Inilah pertanyan-pertanyan yang sering mengganggu kita setiap ada aksi bom bunuh diri. Kita tidak pernah mengerti alasan dari tindakan itu, alasan yang bagi kita sungguh tidak jelas, tidak pasti, dan tidak masuk akal.

Karena dianggap tidak masuk akal, kita memasukkan dorongan tadi pada dorongan-dorongan irasional. Dorongan yang lebih karena nalar dogmatis yang berkaitan fanatisme agama.

Namun kalau Anda pernah menonton film Paradise Now, yang mengisahkan dua calon pelaku bom bunuh diri di Palestina, sebaiknya tunda dulu asumsi-asumsi di atas. Kita fokus melihat kehidupan Said dan Khaled, dua tokoh utama dalam film itu.

Keduanya jauh dari kehidupan religius. Doktrin-doktrin seperti syahid, jihad, dan surga baru muncul sehari sebelum mereka melakukan aksi. Aroma agama menguat ketika mereka disiapkan menjadi ”sepasang penganten”.

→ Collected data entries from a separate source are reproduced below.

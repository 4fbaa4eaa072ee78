//! Failure codes passed through from the gating semaphores.

use core::fmt;

/// Errors surfaced by semaphore operations.
///
/// The queue defines no failure codes of its own: every queue operation
/// either succeeds or reports one of these, unchanged, from the semaphore
/// that gated it.
#[derive(Debug, Clone, Copy, PartialEq, Eq)]
pub enum SemError {
    /// A non-blocking wait found no permit. For the queue this means
    /// "full right now" on the send side and "empty right now" on the
    /// receive side.
    WouldBlock,
    /// A bounded wait reached its deadline before a permit arrived.
    TimedOut,
    /// The wait was aborted by [`Semaphore::interrupt_waiters`].
    ///
    /// [`Semaphore::interrupt_waiters`]: crate::Semaphore::interrupt_waiters
    Interrupted,
    /// A blocking wait was attempted inside a [`no_block_scope`].
    ///
    /// [`no_block_scope`]: crate::no_block_scope
    NotPermitted,
    /// A post found the semaphore already at its configured maximum.
    ///
    /// The queue sizes both of its semaphores to the slot count, so a
    /// post on its behalf can only overflow if a counter was corrupted.
    Overflow,
}

impl fmt::Display for SemError {
    fn fmt(&self, f: &mut fmt::Formatter<'_>) -> fmt::Result {
        let msg = match self {
            SemError::WouldBlock => "operation would block",
            SemError::TimedOut => "wait timed out",
            SemError::Interrupted => "wait was interrupted",
            SemError::NotPermitted => "blocking is forbidden in this context",
            SemError::Overflow => "semaphore value is already at its maximum",
        };
        f.write_str(msg)
    }
}

impl std::error::Error for SemError {}

/// A send that failed before its element entered the queue.
///
/// The element travels back to the caller instead of being dropped, so a
/// full-queue `try_send` can be retried without cloning.
#[derive(Debug, Clone, Copy, PartialEq, Eq)]
pub struct SendError<T> {
    /// Why the gating wait failed.
    pub error: SemError,
    /// The element that was not enqueued.
    pub value: T,
}

impl<T> SendError<T> {
    /// Discards the element and keeps the failure code.
    pub fn into_error(self) -> SemError {
        self.error
    }
}

impl<T> fmt::Display for SendError<T> {
    fn fmt(&self, f: &mut fmt::Formatter<'_>) -> fmt::Result {
        write!(f, "send failed: {}", self.error)
    }
}

impl<T: fmt::Debug> std::error::Error for SendError<T> {}
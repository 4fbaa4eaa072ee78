//! Marking code that must not block.
//!
//! On the real-time targets this queue is modeled after, interrupt handlers
//! may use the try variants and `post` but must never park on a semaphore.
//! A hosted program marks such regions with [`no_block_scope`]; blocking
//! waits entered inside one fail with [`SemError::NotPermitted`] instead of
//! suspending the thread.
//!
//! [`SemError::NotPermitted`]: crate::SemError::NotPermitted

use std::cell::Cell;

std::thread_local! {
    static BLOCKING_FORBIDDEN: Cell<bool> = const { Cell::new(false) };
}

/// Runs `f` with blocking semaphore waits forbidden on the current thread.
///
/// Scopes nest: blocking stays forbidden until the outermost scope ends.
/// Non-blocking operations (`try_*` and `post`) remain available inside.
pub fn no_block_scope<R>(f: impl FnOnce() -> R) -> R {
    struct Restore(bool);
    impl Drop for Restore {
        fn drop(&mut self) {
            BLOCKING_FORBIDDEN.with(|flag| flag.set(self.0));
        }
    }

    let previous = BLOCKING_FORBIDDEN.with(|flag| flag.replace(true));
    let _restore = Restore(previous);
    f()
}

/// True while the current thread is inside a [`no_block_scope`].
pub(crate) fn blocking_forbidden() -> bool {
    BLOCKING_FORBIDDEN.with(Cell::get)
}

#[cfg(test)]
mod tests {
    use super::*;

    #[test]
    fn scope_sets_and_restores() {
        assert!(!blocking_forbidden());
        no_block_scope(|| {
            assert!(blocking_forbidden());
            no_block_scope(|| assert!(blocking_forbidden()));
            assert!(blocking_forbidden());
        });
        assert!(!blocking_forbidden());
    }
}
//! The typed queue.

use core::cell::UnsafeCell;
use core::mem::{self, MaybeUninit};
#[cfg(not(loom))]
use std::time::{Duration, Instant};

use crate::error::{SemError, SendError};
use crate::raw::RawFifo;
use crate::semaphore::Wait;

/// Bounded blocking FIFO queue.
///
/// Elements live in a ring of `CAP` pre-allocated slots; two counting
/// semaphores gate access, so a `send` on a full queue and a `recv` on an
/// empty one park the caller instead of spinning. Any number of producers
/// and consumers may share one queue; each side is served in arrival
/// order. Steady-state operation never allocates.
///
/// # Examples
///
/// ```
/// use semfifo::Queue;
/// use std::sync::Arc;
/// use std::thread;
///
/// let queue = Arc::new(Queue::<i32, 8>::new());
/// let q = queue.clone();
///
/// let producer = thread::spawn(move || {
///     for i in 0..100 {
///         q.send(i).unwrap();
///     }
/// });
///
/// for i in 0..100 {
///     assert_eq!(queue.recv().unwrap(), i);
/// }
/// producer.join().unwrap();
/// ```
pub struct Queue<T, const CAP: usize> {
    raw: RawFifo,
    slots: Box<[UnsafeCell<MaybeUninit<T>>; CAP]>,
}

// Safety: the semaphore pair hands each slot to exactly one thread at a
// time, and the side locks serialize cursor movement; sharing the queue is
// then as safe as sending `T` between threads.
unsafe impl<T: Send, const CAP: usize> Send for Queue<T, CAP> {}
unsafe impl<T: Send, const CAP: usize> Sync for Queue<T, CAP> {}

impl<T, const CAP: usize> Queue<T, CAP> {
    /// Creates an empty queue. The slot ring is allocated here, once.
    ///
    /// # Panics
    ///
    /// Panics if `CAP` is zero.
    pub fn new() -> Self {
        assert!(CAP > 0, "capacity must be greater than 0");

        let mut v = Vec::with_capacity(CAP);
        for _ in 0..CAP {
            v.push(UnsafeCell::new(MaybeUninit::uninit()));
        }
        let slots: Box<[UnsafeCell<MaybeUninit<T>>; CAP]> = v
            .into_boxed_slice()
            .try_into()
            .unwrap_or_else(|_| panic!("capacity mismatch"));

        Queue {
            raw: RawFifo::new(CAP),
            slots,
        }
    }

    /// Moves `value` into the queue, parking the caller while it is full.
    pub fn send(&self, value: T) -> Result<(), SendError<T>> {
        self.send_using(Wait::Forever, value)
    }

    /// Moves `value` into the queue if that is possible without parking.
    ///
    /// Fails with [`SemError::WouldBlock`] when the queue is full, and also
    /// when another producer is mid-send at this instant.
    pub fn try_send(&self, value: T) -> Result<(), SendError<T>> {
        self.send_using(Wait::NoWait, value)
    }

    /// Moves `value` into the queue, parking the caller for at most
    /// `timeout` before failing with [`SemError::TimedOut`].
    #[cfg(not(loom))]
    pub fn send_timeout(&self, value: T, timeout: Duration) -> Result<(), SendError<T>> {
        self.send_using(Wait::For(timeout), value)
    }

    /// Moves `value` into the queue, parking the caller until `deadline`
    /// at the latest.
    #[cfg(not(loom))]
    pub fn send_deadline(&self, value: T, deadline: Instant) -> Result<(), SendError<T>> {
        self.send_using(Wait::Until(deadline), value)
    }

    /// Clones `value` into the queue, parking the caller while it is full.
    pub fn send_ref(&self, value: &T) -> Result<(), SemError>
    where
        T: Clone,
    {
        self.raw
            .push(Wait::Forever, &mut |slot| self.store(slot, value.clone()))
    }

    /// Clones `value` into the queue if that is possible without parking.
    pub fn try_send_ref(&self, value: &T) -> Result<(), SemError>
    where
        T: Clone,
    {
        self.raw
            .push(Wait::NoWait, &mut |slot| self.store(slot, value.clone()))
    }

    /// Constructs an element directly in its slot, parking the caller
    /// while the queue is full. `make` runs only once a slot is reserved,
    /// so a full-queue wait builds nothing.
    pub fn send_with(&self, make: impl FnOnce() -> T) -> Result<(), SemError> {
        self.emplace_using(Wait::Forever, make)
    }

    /// Constructs an element directly in its slot if that is possible
    /// without parking.
    pub fn try_send_with(&self, make: impl FnOnce() -> T) -> Result<(), SemError> {
        self.emplace_using(Wait::NoWait, make)
    }

    /// Takes the oldest element, parking the caller while the queue is
    /// empty.
    pub fn recv(&self) -> Result<T, SemError> {
        self.recv_using(Wait::Forever)
    }

    /// Takes the oldest element if that is possible without parking.
    ///
    /// Fails with [`SemError::WouldBlock`] when the queue is empty, and
    /// also when another consumer is mid-recv at this instant.
    pub fn try_recv(&self) -> Result<T, SemError> {
        self.recv_using(Wait::NoWait)
    }

    /// Takes the oldest element, parking the caller for at most `timeout`
    /// before failing with [`SemError::TimedOut`].
    #[cfg(not(loom))]
    pub fn recv_timeout(&self, timeout: Duration) -> Result<T, SemError> {
        self.recv_using(Wait::For(timeout))
    }

    /// Takes the oldest element, parking the caller until `deadline` at
    /// the latest.
    #[cfg(not(loom))]
    pub fn recv_deadline(&self, deadline: Instant) -> Result<T, SemError> {
        self.recv_using(Wait::Until(deadline))
    }

    /// Exchanges the oldest element with `*out`, parking the caller while
    /// the queue is empty.
    ///
    /// The displaced value that `out` held before the call is dropped, once
    /// the exchange is complete. This is the extraction path for callers
    /// that recycle an out-parameter instead of constructing a fresh value
    /// per receive.
    pub fn recv_into(&self, out: &mut T) -> Result<(), SemError> {
        self.swap_using(Wait::Forever, out)
    }

    /// Exchanges the oldest element with `*out` if that is possible
    /// without parking.
    pub fn try_recv_into(&self, out: &mut T) -> Result<(), SemError> {
        self.swap_using(Wait::NoWait, out)
    }

    /// Number of elements currently queued. Racy: it may change before the
    /// caller can act on it.
    pub fn len(&self) -> usize {
        self.raw.len()
    }

    /// True when no element is queued (racy, like [`len`](Self::len)).
    pub fn is_empty(&self) -> bool {
        self.len() == 0
    }

    /// True when every slot is occupied (racy, like [`len`](Self::len)).
    pub fn is_full(&self) -> bool {
        self.raw.free_slots() == 0
    }

    /// Capacity of the queue.
    pub const fn capacity(&self) -> usize {
        CAP
    }

    fn send_using(&self, how: Wait, value: T) -> Result<(), SendError<T>> {
        let mut value = Some(value);
        let result = self.raw.push(how, &mut |slot| {
            if let Some(value) = value.take() {
                self.store(slot, value);
            }
        });
        match result {
            Ok(()) => Ok(()),
            Err(error) => {
                // The gating wait failed, so the slot action never ran and
                // the element is still ours to hand back.
                let value = value
                    .take()
                    .expect("element was stored but the queue reported failure");
                Err(SendError { error, value })
            }
        }
    }

    fn emplace_using(&self, how: Wait, make: impl FnOnce() -> T) -> Result<(), SemError> {
        let mut make = Some(make);
        self.raw.push(how, &mut |slot| {
            if let Some(make) = make.take() {
                self.store(slot, make());
            }
        })
    }

    fn recv_using(&self, how: Wait) -> Result<T, SemError> {
        let mut taken = None;
        self.raw.pop(how, &mut |slot| taken = Some(self.load(slot)))?;
        Ok(taken.expect("pop succeeded without draining a slot"))
    }

    fn swap_using(&self, how: Wait, out: &mut T) -> Result<(), SemError> {
        self.raw.pop(how, &mut |slot| {
            // The exchange completes before the displaced value drops.
            let displaced = mem::replace(out, self.load(slot));
            drop(displaced);
        })
    }

    fn store(&self, slot: usize, value: T) {
        // Safety: the protocol hands a free slot to exactly one producer.
        unsafe {
            (*self.slots[slot].get()).write(value);
        }
    }

    fn load(&self, slot: usize) -> T {
        // Safety: the protocol hands an occupied slot to exactly one
        // consumer, and the slot is free (uninitialized) afterwards.
        unsafe { (*self.slots[slot].get()).assume_init_read() }
    }
}

impl<T, const CAP: usize> Default for Queue<T, CAP> {
    fn default() -> Self {
        Self::new()
    }
}

impl<T, const CAP: usize> Drop for Queue<T, CAP> {
    fn drop(&mut self) {
        // Exclusive access: drop whatever still occupies the ring. The raw
        // protocol cannot do this itself, it does not know `T`.
        let (mut slot, occupied) = self.raw.occupied_range();
        for _ in 0..occupied {
            unsafe {
                (*self.slots[slot].get()).assume_init_drop();
            }
            slot = (slot + 1) % CAP;
        }
    }
}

Sejak awal Said dan Khaled tidak berafiliasi pada sebuah grup jihad Islam di sana, dan gaya hidup mereka sangat sekuler; baju yang mereka kenakan bukan gamis dan surban, jenggot dan kumis dibiarkan bukan karena alasan agama tapi mereka sudah tidak peduli pada diri sendiri.

Potret pemuda yang sedang putus asa. Mereka merokok – perbuatan yang diharamkan oleh kalangan salafi baik yang ekstrim atau yang moderat – hingga perekrut mereka yang bernama Jamal pun merokok.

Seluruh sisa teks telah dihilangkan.